2. Mandatory Access Control (MAC) model does not allow the resource owner to determine the access control of resources. Instead, the access control is configured by an external party such as the organization’s IT security policies/department. The access level is determined by the controlling party.

Access level be can categorized as Top Secret, Secret, Confidential, or Unclassified. This is also the widely used and secured access control model. Watch MAC explained here: https://youtu.be/E4CsEDEyauY

MAC can be further classified using Bell-LaPadula Model, Biba Model, Clark-Wilson Model, and Brewer and Nash Model.

3. Rule-Based Access Control model provides access based on the rules pre-created by the system admin. One example is in routers, where the routing rule table determines traffic is allowed or restricted between sources, destinations and ports. This is independent of the role or authority of the users.

4. Role-Based Access Control (RBAC) model provides access based on the role of a user. For example, a normal user role can only view a dashboard but cannot edit. However, a dashboard designer role will have permission to change the dashboard design. Each role is assigned with permissions. And roles are assigned to each user. The type of roles required are defined based on the business, industry, and application needs.

5. Attribute-Based Access Control (ABAC) model is based on resource attribute, environment attribute, and/or subject attribute.
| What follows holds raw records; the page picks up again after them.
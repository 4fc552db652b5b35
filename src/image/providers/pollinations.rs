//! Pollinations.ai image generation provider.
//!
//! Pollinations renders an image for whatever prompt sits in the URL path, so a
//! generation is a single GET with no key, no job id and no polling.

use crate::error::{GenStudioError, Result};
use crate::image::provider::ImageProvider;
use crate::image::types::{
    GeneratedImage, GenerationMetadata, GenerationRequest, ImageFormat, ImageProviderKind,
};
use async_trait::async_trait;
use reqwest::Url;
use std::time::{Duration, Instant};

/// Public prompt endpoint; the prompt is appended as the last path segment.
pub const DEFAULT_BASE_URL: &str = "https://image.pollinations.ai/prompt/";

/// Upper bound on a single provider round trip.
pub const DEFAULT_TIMEOUT: Duration = Duration::from_secs(30);

/// Builder for PollinationsProvider.
#[derive(Debug, Clone)]
pub struct PollinationsProviderBuilder {
    base_url: Option<String>,
    timeout: Duration,
}

impl Default for PollinationsProviderBuilder {
    fn default() -> Self {
        Self {
            base_url: None,
            timeout: DEFAULT_TIMEOUT,
        }
    }
}

impl PollinationsProviderBuilder {
    /// Creates a new builder with default settings.
    pub fn new() -> Self {
        Self::default()
    }

    /// Overrides the prompt endpoint. Falls back to `POLLINATIONS_URL`, then
    /// to [`DEFAULT_BASE_URL`].
    pub fn base_url(mut self, url: impl Into<String>) -> Self {
        self.base_url = Some(url.into());
        self
    }

    /// Sets the request timeout.
    pub fn timeout(mut self, timeout: Duration) -> Self {
        self.timeout = timeout;
        self
    }

    /// Builds the provider, validating the endpoint URL.
    pub fn build(self) -> Result<PollinationsProvider> {
        let base_url = self
            .base_url
            .or_else(|| std::env::var("POLLINATIONS_URL").ok())
            .unwrap_or_else(|| DEFAULT_BASE_URL.to_string());

        let parsed = Url::parse(&base_url).map_err(|e| {
            GenStudioError::InvalidRequest(format!("invalid provider URL {base_url}: {e}"))
        })?;
        if parsed.cannot_be_a_base() {
            return Err(GenStudioError::InvalidRequest(format!(
                "provider URL cannot carry a path: {base_url}"
            )));
        }

        let client = reqwest::Client::builder().timeout(self.timeout).build()?;

        Ok(PollinationsProvider {
            client,
            base_url: parsed,
            timeout: self.timeout,
        })
    }
}

/// Pollinations image generation provider.
pub struct PollinationsProvider {
    client: reqwest::Client,
    base_url: Url,
    timeout: Duration,
}

impl PollinationsProvider {
    /// Creates a new `PollinationsProviderBuilder`.
    pub fn builder() -> PollinationsProviderBuilder {
        PollinationsProviderBuilder::new()
    }

    /// Returns the configured request timeout.
    pub fn timeout(&self) -> Duration {
        self.timeout
    }

    /// Builds the full GET URL for a request.
    ///
    /// The prompt is percent-encoded as a single path segment, so slashes and
    /// question marks in user text cannot change the route.
    pub fn prompt_url(&self, request: &GenerationRequest) -> Result<Url> {
        let mut url = self.base_url.clone();
        url.path_segments_mut()
            .map_err(|_| {
                GenStudioError::InvalidRequest(format!(
                    "provider URL cannot carry a path: {}",
                    self.base_url
                ))
            })?
            .pop_if_empty()
            .push(&request.prompt);

        {
            let mut query = url.query_pairs_mut();
            query
                .append_pair("width", &request.width.to_string())
                .append_pair("height", &request.height.to_string());
            if request.no_logo {
                query.append_pair("nologo", "true");
            }
        }

        Ok(url)
    }
}

#[async_trait]
impl ImageProvider for PollinationsProvider {
    async fn generate(&self, request: &GenerationRequest) -> Result<GeneratedImage> {
        let start = Instant::now();
        let url = self.prompt_url(request)?;
        tracing::debug!(url = %url, "requesting image from provider");

        let response = self.client.get(url.clone()).send().await?;

        let status = response.status();
        if !status.is_success() {
            let text = response.text().await.unwrap_or_default();
            return Err(GenStudioError::Api {
                status: status.as_u16(),
                message: if text.is_empty() {
                    status
                        .canonical_reason()
                        .unwrap_or("request failed")
                        .to_string()
                } else {
                    text
                },
            });
        }

        let header_format = response
            .headers()
            .get(reqwest::header::CONTENT_TYPE)
            .and_then(|v| v.to_str().ok())
            .and_then(ImageFormat::from_mime_type);

        let data = response.bytes().await?.to_vec();
        let duration_ms = start.elapsed().as_millis() as u64;

        let format = ImageFormat::from_magic_bytes(&data)
            .or(header_format)
            .unwrap_or_default();

        Ok(GeneratedImage::new(
            data,
            format,
            ImageProviderKind::Pollinations,
            GenerationMetadata {
                source_url: Some(url.to_string()),
                duration_ms: Some(duration_ms),
            },
        ))
    }

    fn kind(&self) -> ImageProviderKind {
        ImageProviderKind::Pollinations
    }

    async fn health_check(&self) -> Result<()> {
        let response = self.client.get(self.base_url.clone()).send().await?;

        let status = response.status();
        if status.is_server_error() {
            return Err(GenStudioError::Api {
                status: status.as_u16(),
                message: "provider unavailable".into(),
            });
        }
        Ok(())
    }
}

#[cfg(test)]
mod tests {
    use super::*;
    use axum::extract::{Path, Query, State};
    use axum::http::{header, StatusCode};
    use axum::response::IntoResponse;
    use axum::routing::get;
    use axum::Router;
    use std::collections::HashMap;
    use std::sync::{Arc, Mutex};

    type Seen = Arc<Mutex<Vec<(String, HashMap<String, String>)>>>;

    #[derive(Clone)]
    struct FakeUpstream {
        status: StatusCode,
        body: Vec<u8>,
        seen: Seen,
    }

    async fn fake_prompt(
        State(upstream): State<FakeUpstream>,
        Path(prompt): Path<String>,
        Query(params): Query<HashMap<String, String>>,
    ) -> impl IntoResponse {
        upstream.seen.lock().unwrap().push((prompt, params));
        (
            upstream.status,
            [(header::CONTENT_TYPE, "image/jpeg")],
            upstream.body.clone(),
        )
    }

    async fn spawn_upstream(status: StatusCode, body: Vec<u8>) -> (String, Seen) {
        let seen: Seen = Arc::default();
        let app = Router::new()
            .route("/prompt/:prompt", get(fake_prompt))
            .with_state(FakeUpstream {
                status,
                body,
                seen: seen.clone(),
            });

        let listener = tokio::net::TcpListener::bind("127.0.0.1:0").await.unwrap();
        let addr = listener.local_addr().unwrap();
        tokio::spawn(async move {
            axum::serve(listener, app).await.unwrap();
        });

        (format!("http://{addr}/prompt/"), seen)
    }

    fn tiny_png() -> Vec<u8> {
        let img = ::image::RgbImage::from_pixel(4, 4, ::image::Rgb([200, 10, 10]));
        let mut out = std::io::Cursor::new(Vec::new());
        img.write_to(&mut out, ::image::ImageFormat::Png).unwrap();
        out.into_inner()
    }

    #[test]
    fn test_prompt_url_encodes_prompt_as_segment() {
        let provider = PollinationsProvider::builder().build().unwrap();
        let req =
            GenerationRequest::new("a cat. film noir style, dramatic shadows, high contrast");
        let url = provider.prompt_url(&req).unwrap();

        assert_eq!(
            url.as_str(),
            "https://image.pollinations.ai/prompt/a%20cat.%20film%20noir%20style,%20dramatic%20shadows,%20high%20contrast?width=1024&height=1024&nologo=true"
        );
    }

    #[test]
    fn test_prompt_url_escapes_slashes_and_queries() {
        let provider = PollinationsProvider::builder().build().unwrap();
        let url = provider
            .prompt_url(&GenerationRequest::new("cats/dogs?x=1"))
            .unwrap();

        assert!(url.path().ends_with("/prompt/cats%2Fdogs%3Fx=1"));
        assert_eq!(url.query(), Some("width=1024&height=1024&nologo=true"));
    }

    #[test]
    fn test_prompt_url_without_nologo() {
        let provider = PollinationsProvider::builder()
            .base_url("https://example.com/prompt")
            .build()
            .unwrap();
        let req = GenerationRequest::new("sky")
            .with_size(640, 480)
            .with_no_logo(false);
        let url = provider.prompt_url(&req).unwrap();

        assert_eq!(
            url.as_str(),
            "https://example.com/prompt/sky?width=640&height=480"
        );
    }

    #[test]
    fn test_builder_rejects_bad_url() {
        let result = PollinationsProvider::builder().base_url("not a url").build();
        assert!(matches!(result, Err(GenStudioError::InvalidRequest(_))));

        let result = PollinationsProvider::builder()
            .base_url("mailto:someone@example.com")
            .build();
        assert!(matches!(result, Err(GenStudioError::InvalidRequest(_))));
    }

    #[test]
    fn test_builder_timeout() {
        let provider = PollinationsProvider::builder()
            .timeout(Duration::from_secs(5))
            .build()
            .unwrap();
        assert_eq!(provider.timeout(), Duration::from_secs(5));
        assert_eq!(provider.kind(), ImageProviderKind::Pollinations);
        assert_eq!(provider.name(), "Pollinations.ai");
    }

    #[tokio::test]
    async fn test_generate_sends_prompt_and_params() {
        let png = tiny_png();
        let (base, seen) = spawn_upstream(StatusCode::OK, png.clone()).await;
        let provider = PollinationsProvider::builder()
            .base_url(base)
            .build()
            .unwrap();

        let image = provider
            .generate(&GenerationRequest::new("a cat. film noir style"))
            .await
            .unwrap();

        assert_eq!(image.data, png);
        // Magic bytes win over the upstream's content type.
        assert_eq!(image.format, ImageFormat::Png);
        assert_eq!(image.provider, ImageProviderKind::Pollinations);
        assert!(image.metadata.duration_ms.is_some());

        let seen = seen.lock().unwrap();
        assert_eq!(seen.len(), 1);
        let (prompt, params) = &seen[0];
        assert_eq!(prompt, "a cat. film noir style");
        assert_eq!(params.get("width").map(String::as_str), Some("1024"));
        assert_eq!(params.get("height").map(String::as_str), Some("1024"));
        assert_eq!(params.get("nologo").map(String::as_str), Some("true"));
    }

    #[tokio::test]
    async fn test_generate_non_success_is_api_error() {
        let (base, _) = spawn_upstream(StatusCode::BAD_GATEWAY, b"upstream down".to_vec()).await;
        let provider = PollinationsProvider::builder()
            .base_url(base)
            .build()
            .unwrap();

        let err = provider
            .generate(&GenerationRequest::new("anything"))
            .await
            .unwrap_err();

        match err {
            GenStudioError::Api { status, message } => {
                assert_eq!(status, 502);
                assert_eq!(message, "upstream down");
            }
            other => panic!("expected Api error, got {other:?}"),
        }
    }

    #[tokio::test]
    async fn test_generate_unreachable_is_network_error() {
        // Bind then drop to get a port nothing listens on.
        let listener = std::net::TcpListener::bind("127.0.0.1:0").unwrap();
        let addr = listener.local_addr().unwrap();
        drop(listener);

        let provider = PollinationsProvider::builder()
            .base_url(format!("http://{addr}/prompt/"))
            .timeout(Duration::from_secs(2))
            .build()
            .unwrap();

        let err = provider
            .generate(&GenerationRequest::new("anything"))
            .await
            .unwrap_err();
        assert!(err.is_provider_error());
        assert!(matches!(err, GenStudioError::Network(_)));
    }
}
  • Resource attributes define the type of resource can be used. E.g. the types operating system and web browser used.
  • Environment attributes define the environment conditions such as accessible duration for connections to the environment. E.g. VPN connection limits
  • Subject attributes define specifications of the user (subject) to determine their access. E.g. CAPTCHA in a form or using 2FA (2-factor authentication)

The above 5 access control models can be used in conjunction to make your system more robust.